6 Février 2013
En tuant mon père, ils l’ont rendu plus grand »
Mohamed-Saleh Ibni-Oumar, fils de l’opposant disparu Ibni Oumar Mahamat Saleh
Vendredi 1° février, dans les locaux d’Amnesty International
« Idriss Deby et ses sbires commettent l’erreur de vouloir cacher les choses au lieu de nous rendre le corps de mon père pour qu’une sépulture digne lui soit donnée. Mais nous ne laisserons pas disparaître la mémoire de mon père. Il ne faut pas que le crime de l’oubli s’ajoute au crime de l’assassinat« .

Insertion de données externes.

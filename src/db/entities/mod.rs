#[allow(unused_imports)]
pub mod prelude {
    pub use super::post::Entity as Post;
    pub use super::todo::Entity as Todo;
    pub use super::user::Entity as User;
}

pub mod post;
pub mod todo;
pub mod user;
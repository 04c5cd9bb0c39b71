use embr_app::{config::AppConfig, db::connection, logging::init_tracing, seed};

#[tokio::main]
async fn main() {
    let cfg = match AppConfig::from_env() {
        Ok(cfg) => cfg,
        Err(err) => {
            eprintln!("failed to load config: {err:?}");
            std::process::exit(1);
        }
    };
    init_tracing(&cfg.log_level);

    if let Err(err) = run(cfg).await {
        tracing::error!("seed failed: {err:?}");
        std::process::exit(1);
    }
}

async fn run(cfg: AppConfig) -> anyhow::Result<()> {
    let db = connection::connect(&cfg.database).await?;
    let report = seed::run(&db).await?;
    db.close().await?;
    tracing::info!(
        users = report.users_inserted,
        todos = report.todos_inserted,
        posts = ?report.posts_inserted,
        "seed complete"
    );
    Ok(())
}
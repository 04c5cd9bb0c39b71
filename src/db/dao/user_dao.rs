use sea_orm::{DatabaseConnection, Order, Set, sea_query::OnConflict};

use super::{DaoBase, DaoResult};
use crate::db::entities::{prelude::User, user};

#[derive(Debug, Clone, Copy)]
pub struct NewUser<'a> {
    pub name: &'a str,
    pub email: &'a str,
}

#[derive(Clone)]
pub struct UserDao {
    db: DatabaseConnection,
}

impl DaoBase for UserDao {
    type Entity = User;

    fn new(db: &DatabaseConnection) -> Self {
        Self { db: db.clone() }
    }

    fn db(&self) -> &DatabaseConnection {
        &self.db
    }
}

impl UserDao {
    pub async fn list_all(&self) -> DaoResult<Vec<user::Model>> {
        self.find_all(Some((user::Column::Id, Order::Asc))).await
    }

    /// Rows whose email already exists are skipped by the store.
    pub async fn insert_ignoring_conflicts(&self, users: &[NewUser<'_>]) -> DaoResult<u64> {
        let rows = users
            .iter()
            .map(|new| user::ActiveModel {
                name: Set(new.name.to_string()),
                email: Set(new.email.to_string()),
                ..Default::default()
            })
            .collect();
        self.insert_many_ignoring(
            rows,
            OnConflict::column(user::Column::Email)
                .do_nothing()
                .to_owned(),
        )
        .await
    }
}

#[cfg(test)]
mod tests {
    use chrono::{FixedOffset, TimeZone};
    use sea_orm::{DatabaseBackend, MockDatabase, MockExecResult};

    use crate::db::entities::user;

    use super::{NewUser, UserDao};
    use crate::db::dao::DaoBase;

    fn user_model(id: i32, email: &str) -> user::Model {
        user::Model {
            id,
            name: "Someone".to_string(),
            email: email.to_string(),
            created_at: FixedOffset::east_opt(0)
                .expect("offset should be valid")
                .with_ymd_and_hms(2026, 1, 1, 0, 0, 0)
                .single()
                .expect("timestamp should be valid"),
        }
    }

    #[tokio::test]
    async fn list_all_returns_rows_in_store_order() {
        let db = MockDatabase::new(DatabaseBackend::Postgres)
            .append_query_results([[
                user_model(1, "alice@example.com"),
                user_model(2, "bob@example.com"),
            ]])
            .into_connection();
        let dao = UserDao::new(&db);

        let users = dao.list_all().await.expect("query should succeed");
        let ids: Vec<i32> = users.iter().map(|u| u.id).collect();
        assert_eq!(ids, vec![1, 2]);
    }

    #[tokio::test]
    async fn insert_ignoring_conflicts_reports_rows_actually_inserted() {
        let db = MockDatabase::new(DatabaseBackend::Postgres)
            .append_exec_results([MockExecResult {
                last_insert_id: 0,
                rows_affected: 1,
            }])
            .into_connection();
        let dao = UserDao::new(&db);

        let inserted = dao
            .insert_ignoring_conflicts(&[
                NewUser {
                    name: "Alice",
                    email: "alice@example.com",
                },
                NewUser {
                    name: "Bob",
                    email: "bob@example.com",
                },
            ])
            .await
            .expect("insert should succeed");
        assert_eq!(inserted, 1);

        let log = format!("{:?}", db.into_transaction_log());
        assert!(log.contains(r#"ON CONFLICT (\"email\") DO NOTHING"#));
    }
}
pub mod config;
pub mod db;
pub mod error;
pub mod logging;
pub mod middleware;
pub mod routes;
pub mod seed;
pub mod services;
pub mod state;
pub mod test_helpers;
use std::sync::Arc;

use axum::{Router, middleware};
use tower_http::{services::ServeDir, trace::TraceLayer};

use crate::{
    middleware::{catch_panic_layer, json_error_middleware},
    state::AppState,
};

use super::{db_info, health, posts, todos, users};

pub fn router(state: Arc<AppState>) -> Router {
    let static_files = ServeDir::new(&state.config.static_dir);

    Router::new()
        .merge(health::router(state.clone()))
        .merge(todos::router(state.clone()))
        .merge(users::router(state.clone()))
        .merge(posts::router(state.clone()))
        .merge(db_info::router(state))
        .fallback_service(static_files)
}

/// The router with the error, panic and trace layers the server runs with.
pub fn app(state: Arc<AppState>) -> Router {
    router(state)
        .layer(middleware::from_fn(json_error_middleware))
        .layer(catch_panic_layer())
        .layer(TraceLayer::new_for_http())
}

Mohamed-Saleh Ibni-Oumar est un homme jeune portant un fardeau sur les épaules. Le 3 février 2008 vers 19h30, il était à Paris, préparant une thèse de doctorat en mathématiques, lorsque son père a été emmené par huit hommes revêtus de treillis de la garde présidentielle à N’Djamena. Sa famille ne l’a plus jamais revu. Un autre opposant arrêté le même jour, Ngarlejy Yorongar, affirme l’avoir vu et avoir parlé avec lui dans une prison secrète de la ville. Il pense qu’Ibni Oumar Mahamat-Saleh , qui était depuis une dizaine d’années une des principales figures de l’opposition tchadienne, a succombé à des mauvais traitement et à un manque de soins.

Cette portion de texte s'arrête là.